Your task: Answer with the exact lines of the following material from the one containing "Ok(Self::new(toc_name(name)?, kind, grouping))" through the one containing "in bracket order.", both end lines included.

Supplied entries:

════════════════════

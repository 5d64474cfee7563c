// crates/toc_pipeline/src/toc.rs
//
// The TOC facade. Lifecycle:
//   construct (name, grouping columns, presentation)   static configuration
//   build(competition)                                exactly once
//   grouped_data() / render_spec()                    any number of times
//
// The accessible-set name in the plan is the competition name, which is only
// known at build; asking for a plan before that is an error.

use std::collections::BTreeSet;

use toc_algo::{enrich_with_regions, CellMode, FlatGroupingEngine, HierarchicalGroupingEngine, ENRICHMENT_LEVELS};
use toc_core::{Competition, FormatterSpec, GroupedData, Proposal, ProposalKey, RegionTable, SortPolicy, TocName};
use toc_report::{synthesize, ProposalFormatter, RenderSpecification, TocShape};
use tracing::{info, warn};

use crate::budget::{ANNUAL_BUDGET_BRACKETS, ANNUAL_BUDGET_TOC_NAME};
use crate::PipelineError;

pub use toc_io::manifest::TocKind;

#[derive(Clone, Debug)]
enum Grouping {
    Flat { engine: FlatGroupingEngine, declared: Vec<String>, sort: Option<SortPolicy>, include_wiki_toc: bool },
    Hierarchical { engine: HierarchicalGroupingEngine, regions: Option<RegionTable> },
    List,
}

/// Raw formatter specs are kept as given and checked when the plan is
/// synthesized, so a bad column definition surfaces from `render_spec`.
#[derive(Clone, Debug)]
enum Presentation {
    Ready(ProposalFormatter),
    Spec(FormatterSpec),
}

#[derive(Clone, Debug)]
struct Built {
    data: GroupedData,
    access_var: String,
    /// Final tree depth, enrichment included.
    depth: usize,
    missing_countries: Vec<String>,
}

#[derive(Clone, Debug)]
pub struct Toc {
    name: TocName,
    kind: TocKind,
    grouping: Grouping,
    presentation: Presentation,
    restriction: Option<Vec<ProposalKey>>,
    built: Option<Built>,
}

fn toc_name(name: &str) -> Result<TocName, PipelineError> {
    TocName::try_from(name).map_err(|_| PipelineError::InvalidName(name.to_string()))
}

impl Toc {
    fn new(name: TocName, kind: TocKind, grouping: Grouping) -> Self {
        Self {
            name,
            kind,
            grouping,
            presentation: Presentation::Ready(ProposalFormatter::default()),
            restriction: None,
            built: None,
        }
    }

    fn flat<I, S>(name: &str, kind: TocKind, columns: I, mode: CellMode) -> Result<Self, PipelineError>
    where
        I: IntoIterator<Item = S>,
        S: Into<String>,
    {
        let engine = FlatGroupingEngine::new(columns, mode);
        if engine.columns().is_empty() {
            return Err(PipelineError::Definition { toc: name.to_string(), problem: "no grouping column".into() });
        }
        let grouping = Grouping::Flat { engine, declared: Vec::new(), sort: None, include_wiki_toc: true };
        Ok(Self::new(toc_name(name)?, kind, grouping))
    }

    // ----- constructors -----

    /// One group per distinct cell value of `columns`.
    pub fn generic<I, S>(name: &str, columns: I) -> Result<Self, PipelineError>
    where
        I: IntoIterator<Item = S>,
        S: Into<String>,
    {
        Self::flat(name, TocKind::Generic, columns, CellMode::Single)
    }

    /// Like `generic`, but every line of a cell is its own group.
    pub fn multi_line<I, S>(name: &str, columns: I) -> Result<Self, PipelineError>
    where
        I: IntoIterator<Item = S>,
        S: Into<String>,
    {
        Self::flat(name, TocKind::MultiLine, columns, CellMode::MultiLine)
    }

    /// Every accessible proposal, once, in competition order.
    pub fn list(name: &str) -> Result<Self, PipelineError> {
        Ok(Self::new(toc_name(name)?, TocKind::List, Grouping::List))
    }

    /// Fixed-name TOC over the nine budget brackets, in bracket order.
    pub fn annual_budget(column: &str) -> Result<Self, PipelineError> {
        Self::flat(ANNUAL_BUDGET_TOC_NAME, TocKind::AnnualBudget, [column], CellMode::Single)?
            .with_groups(ANNUAL_BUDGET_BRACKETS)
            .map(|t| t.with_sort(SortPolicy::None))
    }

    pub fn geographic(name: &str, column_sets: Vec<Vec<String>>) -> Result<Self, PipelineError> {
        let engine = HierarchicalGroupingEngine::new(column_sets)?;
        Ok(Self::new(toc_name(name)?, TocKind::Geographic, Grouping::Hierarchical { engine, regions: None }))
    }

    /// Geographic TOC whose top level (countries) is nested under region and
    /// subregion from `regions`.
    pub fn region_aware(name: &str, column_sets: Vec<Vec<String>>, regions: RegionTable) -> Result<Self, PipelineError> {
        let engine = HierarchicalGroupingEngine::new(column_sets)?;
        Ok(Self::new(
            toc_name(name)?,
            TocKind::RegionAwareGeographic,
            Grouping::Hierarchical { engine, regions: Some(regions) },
        ))
    }

    // ----- configuration (before build) -----

    /// Declared groups for flat TOCs: listed first, in this order, even when empty.
    pub fn with_groups<I, S>(mut self, groups: I) -> Result<Self, PipelineError>
    where
        I: IntoIterator<Item = S>,
        S: Into<String>,
    {
        match &mut self.grouping {
            Grouping::Flat { declared, .. } => {
                *declared = groups.into_iter().map(Into::into).collect();
                Ok(self)
            }
            _ => Err(self.definition_error("declared groups only apply to flat tocs")),
        }
    }

    /// Explicit group order; flat TOCs only, ignored elsewhere.
    pub fn with_sort(mut self, policy: SortPolicy) -> Self {
        if let Grouping::Flat { sort, .. } = &mut self.grouping {
            *sort = Some(policy);
        }
        self
    }

    pub fn with_wiki_toc(mut self, include: bool) -> Self {
        if let Grouping::Flat { include_wiki_toc, .. } = &mut self.grouping {
            *include_wiki_toc = include;
        }
        self
    }

    pub fn with_formatter(mut self, formatter: ProposalFormatter) -> Self {
        self.presentation = Presentation::Ready(formatter);
        self
    }

    pub fn with_formatter_spec(mut self, spec: FormatterSpec) -> Self {
        self.presentation = Presentation::Spec(spec);
        self
    }

    /// Use only these proposals instead of every proposal of the competition.
    /// Competition order is kept.
    pub fn restrict_to<I: IntoIterator<Item = ProposalKey>>(mut self, keys: I) -> Self {
        self.restriction = Some(keys.into_iter().collect());
        self
    }

    // ----- accessors -----

    pub fn name(&self) -> &TocName {
        &self.name
    }

    pub fn kind(&self) -> TocKind {
        self.kind
    }

    pub fn is_built(&self) -> bool {
        self.built.is_some()
    }

    /// Countries dropped by region enrichment, in encounter order.
    pub fn missing_countries(&self) -> &[String] {
        match &self.built {
            Some(b) => &b.missing_countries,
            None => &[],
        }
    }

    fn definition_error(&self, problem: &str) -> PipelineError {
        PipelineError::Definition { toc: self.name.to_string(), problem: problem.to_string() }
    }

    fn built(&self) -> Result<&Built, PipelineError> {
        self.built.as_ref().ok_or_else(|| PipelineError::NotBuilt(self.name.to_string()))
    }

    // ----- build -----

    pub fn build<C: Competition>(&mut self, competition: &C) -> Result<(), PipelineError> {
        if self.built.is_some() {
            return Err(PipelineError::AlreadyBuilt(self.name.to_string()));
        }

        let mut proposals = competition.ordered_proposals();
        if let Some(keys) = &self.restriction {
            let wanted: BTreeSet<&ProposalKey> = keys.iter().collect();
            proposals.retain(|p| wanted.contains(p.key()));
            let present: BTreeSet<&ProposalKey> = proposals.iter().map(|p| p.key()).collect();
            for key in wanted.difference(&present) {
                warn!(toc = %self.name, key = %key, "restricted proposal not in competition");
            }
        }

        let mut missing_countries = Vec::new();
        let (data, depth) = match &self.grouping {
            Grouping::Flat { engine, declared, .. } => {
                let table = engine.build(proposals.iter().copied(), declared)?;
                (GroupedData::Flat { groups: table.into_groups() }, 1)
            }
            Grouping::Hierarchical { engine, regions } => {
                let tree = engine.build(proposals.iter().copied());
                match regions {
                    Some(table) => {
                        let enriched = enrich_with_regions(tree, table);
                        missing_countries = enriched.missing_countries;
                        (GroupedData::Tree { groups: enriched.tree }, engine.depth() + ENRICHMENT_LEVELS)
                    }
                    None => (GroupedData::Tree { groups: tree }, engine.depth()),
                }
            }
            Grouping::List => {
                let ids = proposals.iter().map(|p| p.key().clone()).collect();
                (GroupedData::List { proposal_ids: ids }, 1)
            }
        };

        info!(
            toc = %self.name,
            kind = ?self.kind,
            competition = competition.name(),
            proposals = proposals.len(),
            depth,
            "toc built"
        );
        self.built = Some(Built { data, access_var: competition.name().to_string(), depth, missing_countries });
        Ok(())
    }

    // ----- outputs -----

    pub fn grouped_data(&self) -> Result<&GroupedData, PipelineError> {
        Ok(&self.built()?.data)
    }

    pub fn shape(&self) -> Result<TocShape, PipelineError> {
        let built = self.built()?;
        Ok(match &self.grouping {
            Grouping::Flat { include_wiki_toc, .. } => TocShape::Flat { include_wiki_toc: *include_wiki_toc },
            Grouping::Hierarchical { .. } => TocShape::Hierarchical { depth: built.depth },
            Grouping::List => TocShape::List,
        })
    }

    /// Effective group order for flat TOCs.
    pub fn sort_policy(&self) -> SortPolicy {
        match &self.grouping {
            Grouping::Flat { declared, sort, .. } => SortPolicy::resolve(*sort, !declared.is_empty()),
            _ => SortPolicy::None,
        }
    }

    pub fn render_spec(&self) -> Result<RenderSpecification, PipelineError> {
        let built = self.built()?;
        let formatter = match &self.presentation {
            Presentation::Ready(f) => f.clone(),
            Presentation::Spec(spec) => ProposalFormatter::try_from(spec)?,
        };
        Ok(synthesize(self.shape()?, &formatter, self.sort_policy(), &built.access_var)?)
    }
}

#[cfg(test)]
mod tests {
    use super::*;
    use toc_core::{ColumnSpec, CompetitionData, ProposalRecord};
    use toc_report::ReportError;

    fn competition() -> CompetitionData {
        let p = |k: &str, topic: &str, budget: &str| {
            ProposalRecord::new(k.parse().unwrap()).with_cell("Topic", topic).with_cell("Annual Budget", budget)
        };
        CompetitionData {
            name: "Climate 2021".into(),
            proposals: vec![
                p("P1", "Water", "$1 to $5 Million"),
                p("P2", "Health", "Less than $1 Million"),
                p("P3", "Water", ""),
            ],
        }
    }

    #[test]
    fn build_runs_once_and_outputs_need_it() {
        let mut toc = Toc::generic("Topic", ["Topic"]).unwrap();
        assert!(matches!(toc.grouped_data(), Err(PipelineError::NotBuilt(_))));
        assert!(matches!(toc.render_spec(), Err(PipelineError::NotBuilt(_))));

        toc.build(&competition()).unwrap();
        assert!(matches!(toc.build(&competition()), Err(PipelineError::AlreadyBuilt(_))));
        assert_eq!(toc.render_spec().unwrap().access_var, "Climate 2021");
    }

    #[test]
    fn default_sort_depends_on_declared_groups() {
        let plain = Toc::generic("Topic", ["Topic"]).unwrap();
        assert_eq!(plain.sort_policy(), SortPolicy::ByName);
        let declared = Toc::generic("Topic", ["Topic"]).unwrap().with_groups(["Water"]).unwrap();
        assert_eq!(declared.sort_policy(), SortPolicy::None);
        let explicit = declared.with_sort(SortPolicy::ByCount);
        assert_eq!(explicit.sort_policy(), SortPolicy::ByCount);
    }

    #[test]
    fn annual_budget_declares_brackets_in_order() {
        let mut toc = Toc::annual_budget("Annual Budget").unwrap();
        assert_eq!(toc.name().as_str(), "Annual_Budgets");
        toc.build(&competition()).unwrap();
        let GroupedData::Flat { groups } = toc.grouped_data().unwrap() else { panic!("flat expected") };
        let names: Vec<&str> = groups.iter().map(|g| g.name.as_str()).collect();
        assert_eq!(names, ANNUAL_BUDGET_BRACKETS.to_vec());
        assert_eq!(toc.sort_policy(), SortPolicy::None);
    }

    #[test]
    fn restriction_keeps_competition_order() {
        let mut toc = Toc::list("All").unwrap().restrict_to(["P3".parse().unwrap(), "P1".parse().unwrap()]);
        toc.build(&competition()).unwrap();
        assert_eq!(
            toc.grouped_data().unwrap(),
            &GroupedData::List { proposal_ids: vec!["P1".parse().unwrap(), "P3".parse().unwrap()] }
        );
    }

    #[test]
    fn bad_column_definition_surfaces_from_render_spec() {
        let spec = FormatterSpec::WikiTable {
            title_column: None,
            columns: vec![ColumnSpec { heading: "Broken".into(), ..Default::default() }],
        };
        let mut toc = Toc::generic("Topic", ["Topic"]).unwrap().with_formatter_spec(spec);
        toc.build(&competition()).unwrap();
        assert!(matches!(
            toc.render_spec(),
            Err(PipelineError::Report(ReportError::ColumnDefinition { .. }))
        ));
    }

    #[test]
    fn constructor_checks() {
        assert!(matches!(Toc::list("../x"), Err(PipelineError::InvalidName(_))));
        assert!(matches!(Toc::generic("Topic", Vec::<String>::new()), Err(PipelineError::Definition { .. })));
        assert!(matches!(Toc::geographic("Where", vec![]), Err(PipelineError::Algo(_))));
        assert!(Toc::list("All").unwrap().with_groups(["A"]).is_err());
    }

    #[test]
    fn region_aware_depth_includes_enrichment() {
        let regions: RegionTable = [("Wakanda", "SubR1", "RegionX")].into_iter().collect();
        let mut toc = Toc::region_aware("Where", vec![vec!["Country".into()]], regions).unwrap();
        let c = CompetitionData {
            name: "C".into(),
            proposals: vec![
                ProposalRecord::new("P1".parse().unwrap()).with_cell("Country", "Wakanda"),
                ProposalRecord::new("P2".parse().unwrap()).with_cell("Country", "Narnia"),
            ],
        };
        toc.build(&c).unwrap();
        assert_eq!(toc.shape().unwrap(), TocShape::Hierarchical { depth: 3 });
        assert_eq!(toc.missing_countries(), ["Narnia".to_string()]);
    }
}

════════════════════

Result for this exercise:
        Ok(Self::new(toc_name(name)?, kind, grouping))
    }

    // ----- constructors -----

    /// One group per distinct cell value of `columns`.
    pub fn generic<I, S>(name: &str, columns: I) -> Result<Self, PipelineError>
    where
        I: IntoIterator<Item = S>,
        S: Into<String>,
    {
        Self::flat(name, TocKind::Generic, columns, CellMode::Single)
    }

    /// Like `generic`, but every line of a cell is its own group.
    pub fn multi_line<I, S>(name: &str, columns: I) -> Result<Self, PipelineError>
    where
        I: IntoIterator<Item = S>,
        S: Into<String>,
    {
        Self::flat(name, TocKind::MultiLine, columns, CellMode::MultiLine)
    }

    /// Every accessible proposal, once, in competition order.
    pub fn list(name: &str) -> Result<Self, PipelineError> {
        Ok(Self::new(toc_name(name)?, TocKind::List, Grouping::List))
    }

    /// Fixed-name TOC over the nine budget brackets, in bracket order.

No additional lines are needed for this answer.